Though as CRTs, also had high refresh, low artifacting, and emissive displays. Electronic paper lacks those (though the high-refresh-rate video performance is ... sufficient to an enabling level, you can actually watch video or GIFs on it).

The Mac 128K display was 512x342 pixels:

That resolution was retained on the SE, Classic, and Color Classic, though the latter could be switched to a whopping 580x384.

The G3 iMac was boosted to 1024x768. In 1998.

@s0 The first few (non-colour) generations of MacIntosh were notable for making heavy use of line patterns in charts and graphics. Since you couldn't differentiate regions by colour, you had to use patterns.

As here, an 8x6 grid with 42 patterns total.

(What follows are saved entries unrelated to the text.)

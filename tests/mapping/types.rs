//! Column types behind optional features.

#[cfg(any(feature = "uuid", feature = "chrono"))]
use rowgraph::prelude::*;

#[cfg(feature = "uuid")]
#[test]
fn test_uuid_fields() {
    use uuid::Uuid;

    #[derive(Entity, Debug, Default, Clone)]
    struct Session {
        id: Uuid,
        parent: Option<Uuid>,
    }

    let id = Uuid::new_v4();
    let set = ResultSet::new(["id", "parent"])
        .row([Value::from(id.to_string()), Value::Null])
        .row([Value::from(id.as_bytes().to_vec()), Value::from(id.to_string())]);

    let sessions = Mapping::<Session>::configure(|_| Ok(()))
        .unwrap()
        .parse(&mut MemoryCursor::new(vec![set]))
        .unwrap();

    assert_eq!(sessions[0].id, id);
    assert_eq!(sessions[0].parent, None);
    assert_eq!(sessions[1].id, id);
    assert_eq!(sessions[1].parent, Some(id));
}

#[cfg(feature = "chrono")]
#[test]
fn test_chrono_fields() {
    use chrono::{NaiveDate, NaiveDateTime};

    #[derive(Entity, Debug, Default, Clone)]
    #[entity(rename_all = "camelCase")]
    struct Event {
        happened_on: NaiveDate,
        logged_at: Option<NaiveDateTime>,
    }

    let set = ResultSet::new(["happenedOn", "loggedAt"])
        .row([Value::from("2024-02-29"), Value::from("2024-02-29T10:30:00")])
        .row([Value::Null, Value::Null]);

    let events = Mapping::<Event>::configure(|_| Ok(()))
        .unwrap()
        .parse(&mut MemoryCursor::new(vec![set]))
        .unwrap();

    assert_eq!(events[0].happened_on, NaiveDate::from_ymd_opt(2024, 2, 29).unwrap());
    assert_eq!(
        events[0].logged_at.map(|at| at.to_string()),
        Some("2024-02-29 10:30:00".to_string())
    );
    assert_eq!(events[1].happened_on, NaiveDate::default());
    assert_eq!(events[1].logged_at, None);
}

#[cfg(feature = "serde")]
#[test]
fn test_value_serde() {
    use rowgraph::Value;

    let values = vec![
        Value::from(3),
        Value::from(1.5),
        Value::from("text"),
        Value::from(vec![0u8, 1]),
        Value::Null,
    ];
    let json = serde_json::to_string(&values).unwrap();
    let back: Vec<Value<'static>> = serde_json::from_str(&json).unwrap();
    assert_eq!(back, values);
}
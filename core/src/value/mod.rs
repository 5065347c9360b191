//! Untyped cell values
//!
//! This module contains the [`Value`] type produced by cursors and the
//! [`FromValue`] conversions into typed entity fields.

mod convert;

pub use convert::FromValue;

use std::borrow::Cow;

use crate::error::Result;

//------------------------------------------------------------------------------
// Value Definition
//------------------------------------------------------------------------------

/// A single cell of a result set.
///
/// SQL NULL is represented by [`Value::Null`], a distinguished marker rather
/// than a physically absent cell.
#[derive(Debug, Clone, PartialEq, PartialOrd, Default)]
#[cfg_attr(feature = "serde", derive(serde::Serialize, serde::Deserialize))]
pub enum Value<'a> {
    /// Integer value (i64)
    Integer(i64),
    /// Real value (f64)
    Real(f64),
    /// Text value (borrowed or owned string)
    Text(Cow<'a, str>),
    /// Blob value (borrowed or owned binary data)
    Blob(Cow<'a, [u8]>),
    /// NULL value
    #[default]
    Null,
}

impl<'a> Value<'a> {
    /// Returns true if this value is NULL.
    #[inline]
    pub const fn is_null(&self) -> bool {
        matches!(self, Value::Null)
    }

    /// Returns the integer value if this is an INTEGER.
    #[inline]
    pub const fn as_i64(&self) -> Option<i64> {
        match self {
            Value::Integer(value) => Some(*value),
            _ => None,
        }
    }

    /// Returns the real value if this is a REAL.
    #[inline]
    pub const fn as_f64(&self) -> Option<f64> {
        match self {
            Value::Real(value) => Some(*value),
            _ => None,
        }
    }

    /// Returns the text value if this is TEXT.
    #[inline]
    pub fn as_str(&self) -> Option<&str> {
        match self {
            Value::Text(value) => Some(value.as_ref()),
            _ => None,
        }
    }

    /// Returns the blob value if this is BLOB.
    #[inline]
    pub fn as_bytes(&self) -> Option<&[u8]> {
        match self {
            Value::Blob(value) => Some(value.as_ref()),
            _ => None,
        }
    }

    /// Name of the storage class, reported by read errors.
    pub const fn storage_class(&self) -> &'static str {
        match self {
            Value::Integer(_) => "INTEGER",
            Value::Real(_) => "REAL",
            Value::Text(_) => "TEXT",
            Value::Blob(_) => "BLOB",
            Value::Null => "NULL",
        }
    }

    /// Borrows this value without copying text or blob data.
    pub fn reborrow(&self) -> Value<'_> {
        match self {
            Value::Integer(i) => Value::Integer(*i),
            Value::Real(r) => Value::Real(*r),
            Value::Text(s) => Value::Text(Cow::Borrowed(s.as_ref())),
            Value::Blob(b) => Value::Blob(Cow::Borrowed(b.as_ref())),
            Value::Null => Value::Null,
        }
    }

    /// Converts this value into an owned representation.
    pub fn into_owned(self) -> Value<'static> {
        match self {
            Value::Integer(i) => Value::Integer(i),
            Value::Real(r) => Value::Real(r),
            Value::Text(s) => Value::Text(Cow::Owned(s.into_owned())),
            Value::Blob(b) => Value::Blob(Cow::Owned(b.into_owned())),
            Value::Null => Value::Null,
        }
    }

    /// Convert this value to a Rust type using the [`FromValue`] trait.
    ///
    /// # Example
    /// ```
    /// # use rowgraph_core::Value;
    /// let value = Value::Integer(42);
    /// let num: i32 = value.convert().unwrap();
    /// assert_eq!(num, 42);
    ///
    /// let missing: Option<i32> = Value::Null.convert().unwrap();
    /// assert_eq!(missing, None);
    /// ```
    pub fn convert<T: FromValue>(self) -> Result<T> {
        self.convert_ref()
    }

    /// Convert a reference to this value to a Rust type.
    pub fn convert_ref<T: FromValue>(&self) -> Result<T> {
        match self {
            Value::Integer(i) => T::from_integer(*i),
            Value::Text(s) => T::from_text(s),
            Value::Real(r) => T::from_real(*r),
            Value::Blob(b) => T::from_blob(b),
            Value::Null => T::from_null(),
        }
    }
}

impl<'a> core::fmt::Display for Value<'a> {
    fn fmt(&self, f: &mut core::fmt::Formatter<'_>) -> core::fmt::Result {
        match self {
            Value::Integer(i) => write!(f, "{i}"),
            Value::Real(r) => write!(f, "{r}"),
            Value::Text(s) => write!(f, "{s}"),
            Value::Blob(b) => write!(f, "{}", String::from_utf8_lossy(b)),
            Value::Null => f.write_str("NULL"),
        }
    }
}

//------------------------------------------------------------------------------
// Into Value
//------------------------------------------------------------------------------

macro_rules! impl_from_int_for_value {
    ($($ty:ty),+ $(,)?) => {
        $(
            impl<'a> From<$ty> for Value<'a> {
                #[inline]
                fn from(value: $ty) -> Self {
                    Value::Integer(i64::from(value))
                }
            }
        )+
    };
}

impl_from_int_for_value!(i8, i16, i32, i64, u8, u16, u32);

impl<'a> From<bool> for Value<'a> {
    fn from(value: bool) -> Self {
        Value::Integer(i64::from(value))
    }
}

impl<'a> From<f32> for Value<'a> {
    fn from(value: f32) -> Self {
        Value::Real(f64::from(value))
    }
}

impl<'a> From<f64> for Value<'a> {
    fn from(value: f64) -> Self {
        Value::Real(value)
    }
}

impl<'a> From<&'a str> for Value<'a> {
    fn from(value: &'a str) -> Self {
        Value::Text(Cow::Borrowed(value))
    }
}

impl<'a> From<String> for Value<'a> {
    fn from(value: String) -> Self {
        Value::Text(Cow::Owned(value))
    }
}

impl<'a> From<&'a [u8]> for Value<'a> {
    fn from(value: &'a [u8]) -> Self {
        Value::Blob(Cow::Borrowed(value))
    }
}

impl<'a> From<Vec<u8>> for Value<'a> {
    fn from(value: Vec<u8>) -> Self {
        Value::Blob(Cow::Owned(value))
    }
}

impl<'a, T: Into<Value<'a>>> From<Option<T>> for Value<'a> {
    fn from(value: Option<T>) -> Self {
        value.map_or(Value::Null, Into::into)
    }
}

//------------------------------------------------------------------------------
// Driver values
//------------------------------------------------------------------------------

/// TEXT that is not valid UTF-8 is kept as its raw bytes in [`Value::Blob`],
/// so only a field that actually reads the column can reject it.
#[cfg(feature = "rusqlite")]
impl<'a> From<rusqlite::types::ValueRef<'a>> for Value<'a> {
    fn from(value: rusqlite::types::ValueRef<'a>) -> Self {
        use rusqlite::types::ValueRef;

        match value {
            ValueRef::Null => Value::Null,
            ValueRef::Integer(i) => Value::Integer(i),
            ValueRef::Real(r) => Value::Real(r),
            ValueRef::Text(text) => match core::str::from_utf8(text) {
                Ok(s) => Value::Text(Cow::Borrowed(s)),
                Err(_) => Value::Blob(Cow::Borrowed(text)),
            },
            ValueRef::Blob(blob) => Value::Blob(Cow::Borrowed(blob)),
        }
    }
}
use heck::{
    ToKebabCase, ToLowerCamelCase, ToShoutySnakeCase, ToSnakeCase, ToUpperCamelCase,
};
use syn::{Attribute, Error, Field, LitStr, Result};

const ATTR: &str = "entity";

/// Case convention applied to field names to derive column names.
#[derive(Clone, Copy)]
pub(crate) enum RenameRule {
    Lower,
    Upper,
    Pascal,
    Camel,
    Snake,
    ScreamingSnake,
    Kebab,
}

impl RenameRule {
    fn parse(lit: &LitStr) -> Result<Self> {
        Ok(match lit.value().as_str() {
            "lowercase" => RenameRule::Lower,
            "UPPERCASE" => RenameRule::Upper,
            "PascalCase" => RenameRule::Pascal,
            "camelCase" => RenameRule::Camel,
            "snake_case" => RenameRule::Snake,
            "SCREAMING_SNAKE_CASE" => RenameRule::ScreamingSnake,
            "kebab-case" => RenameRule::Kebab,
            other => {
                return Err(Error::new_spanned(
                    lit,
                    format!(
                        "unknown rename rule `{other}`, expected one of: lowercase, UPPERCASE, \
                         PascalCase, camelCase, snake_case, SCREAMING_SNAKE_CASE, kebab-case"
                    ),
                ));
            }
        })
    }

    pub(crate) fn apply(self, field: &str) -> String {
        match self {
            RenameRule::Lower => field.to_ascii_lowercase(),
            RenameRule::Upper => field.to_ascii_uppercase(),
            RenameRule::Pascal => field.to_upper_camel_case(),
            RenameRule::Camel => field.to_lower_camel_case(),
            RenameRule::Snake => field.to_snake_case(),
            RenameRule::ScreamingSnake => field.to_shouty_snake_case(),
            RenameRule::Kebab => field.to_kebab_case(),
        }
    }
}

/// Struct-level `#[entity(...)]` options.
#[derive(Default)]
pub(crate) struct ContainerAttrs {
    pub(crate) rename_all: Option<RenameRule>,
    pub(crate) name: Option<String>,
}

impl ContainerAttrs {
    pub(crate) fn parse(attrs: &[Attribute]) -> Result<Self> {
        let mut out = Self::default();
        for attr in attrs.iter().filter(|attr| attr.path().is_ident(ATTR)) {
            attr.parse_nested_meta(|meta| {
                if meta.path.is_ident("rename_all") {
                    let lit: LitStr = meta.value()?.parse()?;
                    out.rename_all = Some(RenameRule::parse(&lit)?);
                } else if meta.path.is_ident("name") {
                    let lit: LitStr = meta.value()?.parse()?;
                    out.name = Some(lit.value());
                } else {
                    return Err(meta.error("expected `rename_all = \"...\"` or `name = \"...\"`"));
                }
                Ok(())
            })?;
        }
        Ok(out)
    }

    /// Column name for a field without an explicit `column`.
    pub(crate) fn column_for(&self, field: &str) -> String {
        match self.rename_all {
            Some(rule) => rule.apply(field),
            None => field.to_string(),
        }
    }
}

/// How a field takes part in mapping.
#[derive(Clone, Copy, PartialEq, Eq)]
pub(crate) enum FieldRole {
    Column,
    Relation,
    Ignore,
}

/// Field-level `#[entity(...)]` options.
pub(crate) struct FieldAttrs {
    pub(crate) role: FieldRole,
    pub(crate) column: Option<LitStr>,
    pub(crate) optional: bool,
}

impl FieldAttrs {
    pub(crate) fn parse(field: &Field) -> Result<Self> {
        let mut role = FieldRole::Column;
        let mut column = None;
        let mut optional = false;

        for attr in field.attrs.iter().filter(|attr| attr.path().is_ident(ATTR)) {
            attr.parse_nested_meta(|meta| {
                let path = meta
                    .path
                    .get_ident()
                    .ok_or_else(|| Error::new_spanned(&meta.path, "Expected identifier"))?
                    .to_string();

                match path.as_str() {
                    "column" => column = Some(meta.value()?.parse::<LitStr>()?),
                    "relation" => role = claim(role, FieldRole::Relation, &meta)?,
                    "ignore" => role = claim(role, FieldRole::Ignore, &meta)?,
                    "optional" => optional = true,
                    _ => {
                        return Err(meta.error(
                            "expected one of: `column = \"...\"`, `relation`, `ignore`, `optional`",
                        ));
                    }
                }
                Ok(())
            })?;
        }

        if role != FieldRole::Column && (column.is_some() || optional) {
            return Err(Error::new_spanned(
                field,
                "`column` and `optional` only apply to column fields",
            ));
        }

        Ok(Self {
            role,
            column,
            optional,
        })
    }
}

fn claim(
    current: FieldRole,
    wanted: FieldRole,
    meta: &syn::meta::ParseNestedMeta<'_>,
) -> Result<FieldRole> {
    if current != FieldRole::Column && current != wanted {
        return Err(meta.error("a field is either a `relation` or `ignore`d, not both"));
    }
    Ok(wanted)
}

@dredmorbius this image of Mac OS 8 is colour, but you can see some of the key design features that still apply without colour. Patterns (narrow horizontal or vertical striping) on things that can be dragged to move, inset or outset shadows to indicate clickable/editable elements, with darker & inset meaning active, lower contrast 'greyed out' inaccessible elements

@s0 Right.

That was released in 1997, and ran on a broad range of hardware. I wasn't a Mac owner at the time, though I'd encounter it occasionally through friends or work.

The Quadra, one of the older systems OS 8 ran on, could display 512x384 in "thousands" of colours (presumably at least 2,048, perhaps 16k), 648x480 at 256 to thousands (512KB vs. 1024 KB versions), and up to 1152x870 at 16 or 256 colours.

The 20th anniversary Mac (1997) ran 800x600 or 640x480 up to 16 bits (65k), PowerMac G3 up to 1024x768 (ATI Rage 128 GL 16 MB).

In other words: limited resolution, colour (though limited), and high refresh.

I'm looking at devices with:

  • Up to 1650x220 pixels / 300 DPI (13.3"), Smaller 10.3" (1872x1404 227 DPI), 7.8" (1872x1404 300 DPI), and 6" (1448x1072 300 DPI) devices / displays exist.
  • 16 level greyscale (some colour devices exist).
  • Refresh of up to about 8Hz, though typically about 2 Hz
  • Minimal power draw so long as image does not refresh.
  • Sunlight/daylight readable. (Best readability is actually under direct sunlight.) Backlight / frontlight is typically available.

Some of the contrast/pattern guidance may fit, though unless you can map that to specific attributes of source materials (e.g., applications, websites, colour-to-pattern map), ... you may end up with issues.

@dredmorbius @s0 Probably 1152x900, which is about the most you can get from 1 MiB of video RAM.